A defesa de Jairo Souza Santos Júnior, o Jairinho, abandonou o júri na manhã desta segunda-feira (23/3). O ex-vereador é um dos réus pela morte do menino Henry Borel, morto em março de 2021. A ação aconteceu no primeiro dia do julgamento do caso.
A defesa do Dr. Jairinho solicitou o adiamento da sessão, alegando problemas no acesso a provas e por não ter tido acesso ao conteúdo bruto extraído de um notebook da assistência da acusação.
Os advogados argumentam que o material retirado do computador de Leniel Borel, pai da vítima, sofreu uma “seleção prévia”, o que tornou o julgamento “temerário” sem a análise da íntegra dos dados.
Entretanto, a juíza Elizabeth Machado rebateu, pontuando que os diálogos mencionados pela defesa constavam em outro aparelho telefônico já anexado no processo.
Na sequência, cinco dos defensores de Jairinho manifestaram o desejo de abandonar o júri, o que, na prática, inviabilizaria o julgamento, já que o réu não pode ficar sem defesa.
A magistrada, então, dispensou os jurados e determinou a retomada do processo inicialmente para o dia 22 de junho. ENtretanto, o Tribunal de Justiça informou depois que acontecerá em 25 de maio.
Críticas à manobra
A juíza considerou a ação como “uma interrupção indevida do recurso processual, em franco desrespeito à orientação advinda do STF”.
Ainda de acordo com a magistrada, a defesa “feriu um princípio que norteia as sessões do julgamento, os acusados e a família das vítimas”.
Elizabeth ainda condenou a banca de Jairinho a ressarcir todos os custos do julgamento, incluindo deslocamento de servidores, hospedagem dos jurados e alimentação dos envolvidos.
Por fim, a magistrada determinou que a Ordem dos Advogados do Brasil (OAB) considere “sanções ético-disciplinares” contra os defensores do ex-vereador.
Condenação de Jairinho
Jairo Souza Santos Júnior era padrasto de Henry Borel na época do crime. Ele é acusado de agredir e torturar o menino. O homem responde por homicídio triplamente qualificado, tortura e outros crimes.
O laudo de necropsia do Instituto Médico Legal (IML) identificou 23 lesões espalhadas pelo corpo do garoto.

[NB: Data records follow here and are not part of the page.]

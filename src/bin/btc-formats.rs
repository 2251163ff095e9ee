// Bitcoin formats library: consensus codecs, keys, scripts and PSBTs
// by LNP/BP Association (https://lnp-bp.org)
// Written in 2020-2022 by
//     Dr. Maxim Orlovsky <orlovsky@lnp-bp.org>
//
// To the extent possible under law, the author(s) have dedicated all
// copyright and related and neighboring rights to this software to
// the public domain worldwide. This software is distributed without
// any warranty.
//
// You should have received a copy of the Apache-2.0 License
// along with this software.
// If not, see <https://opensource.org/licenses/Apache-2.0>.


#[macro_use]
extern crate amplify;
#[macro_use]
extern crate log;

use std::io::{stdin, stdout, BufRead, Write};
use std::path::{Path, PathBuf};
use std::str::FromStr;
use std::{fs, io};

use amplify::IoError;
use bitcoin::hashes::hex::{self, FromHex, ToHex};
use bitcoinformats::blockchain::{Transaction, TxError};
use bitcoinformats::encoding::{self, Decode};
use bitcoinformats::hd::{self, DerivationPath, ExtendedKey, XkeyError, BIP32_SEED_SALT};
use bitcoinformats::psbt::raw::PSBT_MAGIC;
use bitcoinformats::psbt::{
    Fee, ProprietaryKeyDescriptor, ProprietaryKeyError, Psbt, PsbtError, PsbtVersion,
};
use bitcoinformats::scripts::opcodes::{disassemble, PushError};
use bitcoinformats::scripts::{AddressError, Chain, ScriptType};
use clap::{ArgAction, Parser, Subcommand};
use colored::Colorize;

/// Command-line arguments
#[derive(Parser)]
#[derive(Clone, Eq, PartialEq, Debug)]
#[clap(
    author,
    version,
    name = "btc-formats",
    about = "Command-line tool for inspecting and converting bitcoin transactions, PSBTs, keys \
             and addresses"
)]
pub struct Args {
    /// Command to execute
    #[clap(subcommand)]
    pub command: Command,

    /// Network defining address and extended key formats
    #[clap(
        short,
        long,
        global = true,
        default_value = "mainnet",
        env = "BTCF_NETWORK"
    )]
    pub network: Chain,

    /// Increase verbosity level; overrides `RUST_LOG` when given
    #[clap(short, long, global = true, action = ArgAction::Count)]
    pub verbose: u8,
}

/// Command to execute
#[derive(Subcommand)]
#[derive(Clone, Eq, PartialEq, Debug)]
pub enum Command {
    /// Decode hex-encoded transaction, printing its identifiers, structure
    /// and output addresses
    Tx {
        /// Transaction in hexadecimal consensus encoding
        tx: String,
    },

    /// Inspect partially signed transaction and optionally convert it to a
    /// different PSBT version or add proprietary keys to it
    Psbt {
        /// PSBT in base64 or hex encoding. If neither this argument nor
        /// `--file` is given, the PSBT is read from the standard input.
        psbt: Option<String>,

        /// File containing binary, base64 or hex PSBT
        #[clap(short, long, conflicts_with = "psbt")]
        file: Option<PathBuf>,

        /// Convert PSBT to the given version (0 or 2)
        #[clap(short, long)]
        convert: Option<u32>,

        /// Proprietary field to add, in form of
        /// `<map>/<prefix>(<subtype>)[/<key data>][=<value>]`, where map is
        /// `global`, `input:N` or `output:N`, and key data and value are hex
        #[clap(long = "set-proprietary")]
        proprietary: Vec<ProprietaryKeyDescriptor>,

        /// Save resulting PSBT in binary form to the file instead of
        /// printing it
        #[clap(short, long)]
        output: Option<PathBuf>,
    },

    /// Compute address for a hex-encoded output script
    Address {
        /// Output script (`scriptPubkey`) in hex
        script: String,
    },

    /// Compute output script for an address
    Script {
        /// Address to decode
        address: String,
    },

    /// Derive child key from an extended key or a seed
    Derive {
        /// Extended private or public key to derive from
        #[clap(required_unless_present = "seed")]
        key: Option<String>,

        /// Hex-encoded seed to produce the master key from
        #[clap(short, long, conflicts_with = "key")]
        seed: Option<String>,

        /// Derivation path, like `m/84'/0'/0'/0/1`
        #[clap(short, long, default_value = "m")]
        path: DerivationPath,

        /// Print only the extended public key
        #[clap(long)]
        public: bool,
    },

    /// Normalize derivation path, printing it with the raw child indexes
    Path {
        /// Derivation path using `'`, `h` or `-` to mark hardened indexes
        path: DerivationPath,
    },
}

impl Args {
    fn init_logging(&self) {
        let mut builder =
            env_logger::Builder::from_env(env_logger::Env::default().default_filter_or("warn"));
        match self.verbose {
            0 => {}
            1 => {
                builder.filter_level(log::LevelFilter::Info);
            }
            2 => {
                builder.filter_level(log::LevelFilter::Debug);
            }
            _ => {
                builder.filter_level(log::LevelFilter::Trace);
            }
        }
        builder.init();
    }

    pub fn exec(&self) -> Result<(), Error> {
        debug!("Using {} network", self.network);
        match &self.command {
            Command::Tx { tx } => self.tx(tx),
            Command::Psbt {
                psbt,
                file,
                convert,
                proprietary,
                output,
            } => self.psbt(
                psbt.as_deref(),
                file.as_deref(),
                *convert,
                proprietary,
                output.as_deref(),
            ),
            Command::Address { script } => self.address(script),
            Command::Script { address } => self.script(address),
            Command::Derive {
                key,
                seed,
                path,
                public,
            } => self.derive(key.as_deref(), seed.as_deref(), path, *public),
            Command::Path { path } => Self::path(path),
        }
    }

    fn tx(&self, hex: &str) -> Result<(), Error> {
        let data = Vec::<u8>::from_hex(hex.trim())?;
        let tx = Transaction::deserialize(&data)?;
        let network = self.network.network();

        println!();
        println!("{:-8} {}", "Txid:".bright_white(), tx.txid().to_string().yellow());
        println!("{:-8} {}", "Wtxid:".bright_white(), tx.wtxid()?);
        println!("{:-8} {}", "Weight:".bright_white(), tx.weight()?);
        println!("{:-8} {}", "Vsize:".bright_white(), tx.vsize()?);
        println!("\n{}", serde_yaml::to_string(&tx)?);

        println!("{}", "Outputs:".bright_white());
        for (index, txout) in tx.outputs.iter().enumerate() {
            let script_type = txout.script_type();
            let address = script_type
                .to_address(&network)
                .unwrap_or_else(|_| s!("-"));
            println!(
                "{:>6} {} {} {}",
                format!("#{}", index).dimmed(),
                txout.amount.to_string().bright_yellow(),
                script_type.name(),
                address
            );
        }
        println!();
        Ok(())
    }

    fn psbt(
        &self,
        psbt: Option<&str>,
        file: Option<&Path>,
        convert: Option<u32>,
        proprietary: &[ProprietaryKeyDescriptor],
        output: Option<&Path>,
    ) -> Result<(), Error> {
        let mut psbt = match (psbt, file) {
            (Some(s), _) => parse_psbt(s)?,
            (None, Some(path)) => {
                let data = fs::read(path)?;
                if data.starts_with(&PSBT_MAGIC) {
                    Psbt::deserialize(&data)?
                } else {
                    parse_psbt(String::from_utf8_lossy(&data).trim())?
                }
            }
            (None, None) => {
                eprint!("Type in base64 or hex encoded PSBT and press enter: ");
                stdout().flush()?;
                let line = stdin().lock().lines().next().ok_or(Error::NoInput)??;
                parse_psbt(line.trim())?
            }
        };

        if let Some(version) = convert {
            let version = PsbtVersion::from_u32(version)?;
            debug!("Converting PSBT to version {}", version.to_u32());
            psbt = psbt.into_version(version)?;
        }
        for descriptor in proprietary {
            debug!("Adding proprietary key {}", descriptor);
            psbt.push_proprietary(descriptor)?;
        }

        let tx = psbt.unsigned_tx()?;
        println!();
        println!("{:-10} {}", "Version:".bright_white(), psbt.version()?.to_u32());
        println!("{:-10} {}", "Txid:".bright_white(), tx.txid().to_string().yellow());
        println!("{:-10} {}", "Inputs:".bright_white(), psbt.inputs.len());
        println!("{:-10} {}", "Outputs:".bright_white(), psbt.outputs.len());
        println!("{:-10} {}", "Locktime:".bright_white(), tx.locktime);
        match psbt.fee() {
            Ok(fee) => println!("{:-10} {}", "Fee:".bright_white(), fee.to_string().bright_yellow()),
            Err(err) => println!("{:-10} {}", "Fee:".bright_white(), err.to_string().dimmed()),
        }
        let proprietary = psbt.proprietary_fields();
        if !proprietary.is_empty() {
            println!("{}", "Proprietary:".bright_white());
            for field in proprietary {
                println!("  {}", field);
            }
        }

        if let Some(path) = output {
            fs::write(path, psbt.serialize()?)?;
            eprintln!("{} {}", "PSBT saved to".bright_green(), path.display());
        } else {
            println!("\n{} {}\n", "PSBT:".bright_white(), psbt);
        }
        Ok(())
    }

    fn address(&self, script: &str) -> Result<(), Error> {
        let script = Vec::<u8>::from_hex(script.trim())?;
        let script_type = ScriptType::from_script_pubkey(&script);
        println!("{:-9} {}", "Type:".bright_white(), script_type.name());
        println!("{:-9} {}", "Script:".bright_white(), disassemble(&script)?);
        println!(
            "{:-9} {}",
            "Address:".bright_white(),
            script_type.to_address(&self.network.network())?.yellow()
        );
        Ok(())
    }

    fn script(&self, address: &str) -> Result<(), Error> {
        let script_type = ScriptType::from_address(address.trim(), &self.network.network())?;
        let script = script_type.to_script_pubkey()?;
        println!("{:-9} {}", "Type:".bright_white(), script_type.name());
        println!("{:-9} {}", "Script:".bright_white(), script.to_hex().yellow());
        println!("{:-9} {}", "Asm:".bright_white(), disassemble(&script)?);
        Ok(())
    }

    fn derive(
        &self,
        key: Option<&str>,
        seed: Option<&str>,
        path: &DerivationPath,
        public: bool,
    ) -> Result<(), Error> {
        let network = self.network.network();
        let key = match (key, seed) {
            (Some(key), _) => ExtendedKey::from_str(key.trim())?.derive(path)?,
            (None, Some(seed)) => {
                let seed = Vec::<u8>::from_hex(seed.trim())?;
                ExtendedKey::Private(hd::from_seed(&seed, path, BIP32_SEED_SALT)?)
            }
            (None, None) => return Err(Error::NoInput),
        };

        let xpub = key.extended_public_key();
        println!();
        println!("{:-13} {}", "Path:".bright_white(), path);
        println!("{:-13} {}", "Fingerprint:", xpub.fingerprint()[..].to_hex());
        println!("{:-13} {}", "Identifier:", xpub.identifier()[..].to_hex());
        println!("{:-13} {}", "Depth:", xpub.depth);
        println!("{:-13} {}", "Public key:", xpub.public_key);
        println!("{:-13} {}", "Chain code:", xpub.chain_code[..].to_hex());
        println!("{:-13} {}", "Xpub:".bright_white(), xpub.to_string_with(&network)?.yellow());
        match key {
            ExtendedKey::Private(xpriv) if !public => {
                println!("{:-13} {}", "Xpriv:".bright_white(), xpriv.to_string_with(&network)?);
            }
            _ => {}
        }
        println!();
        Ok(())
    }

    fn path(path: &DerivationPath) -> Result<(), Error> {
        let indexes = path
            .iter()
            .map(u32::to_string)
            .collect::<Vec<_>>()
            .join("/");
        println!("{}", path);
        println!("{:#}", path);
        println!("{}", indexes);
        Ok(())
    }
}

/// Parses PSBT given either as a hex or as a base64 string
fn parse_psbt(s: &str) -> Result<Psbt, PsbtError> {
    if s.starts_with(&PSBT_MAGIC[..].to_hex()) {
        Psbt::from_hex(s)
    } else {
        Psbt::from_str(s)
    }
}

#[derive(Debug, Display, Error, From)]
#[display(inner)]
pub enum Error {
    #[from(io::Error)]
    Io(IoError),

    #[from]
    Hex(hex::Error),

    #[from]
    Encoding(encoding::Error),

    #[from]
    Tx(TxError),

    #[from]
    Psbt(PsbtError),

    #[from]
    Address(AddressError),

    #[from]
    Script(PushError),

    #[from]
    Xkey(XkeyError),

    #[from]
    Yaml(serde_yaml::Error),

    /// can't set proprietary key for PSBT {0}
    #[from]
    #[display(doc_comments)]
    PsbtProprietaryKey(ProprietaryKeyError),

    /// no input data provided
    #[display(doc_comments)]
    NoInput,
}

fn main() {
    let args = Args::parse();
    args.init_logging();
    if let Err(err) = args.exec() {
        eprintln!("{}: {}\n", "Error".bright_red(), err);
        std::process::exit(1);
    }
}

A causa da morte foi apontada como hemorragia interna e laceração hepática provocadas por ação contundente. A Polícia Civil concluiu que Henry Borel era submetido a uma rotina de agressões e torturas praticadas por Dr. Jairzinho.
O que diz a defesa de Jairinho?
A defesa de Jairinho afirmou que os diferentes laudos apresentados pela perícia para comprovar a causa da morte de Henry Borel tinham contradições entre si, incluindo “respostas antagônicas em um curto intervalo de tempo”.
Os advogados alegam ter obtido mensagens a partir de relatórios do aplicativo israelense Cellebrite, apontando que o perito conversou com a então chefe do Instituto Médico-Legal (IML) do Rio antes de finalizar os relatórios do menino.
A ação, segundo a defesa, levou a uma mudança no documento para favorecer a acusação. Em audiência de instrução de caso, o perito Leonardo Tauli admitiu a alteração de um dos documentos, elaborado em 20 de abril de 2012, depois de contato com a então chefe do IML.
Além disso, os advogados citaram que a criança poderia ter morrido devido a manobras de ressuscitação no Hospital Barra D’Or. A unidade de saúde e a Polícia Civil, no entanto, afirmam que Henry já chegou morto ao local.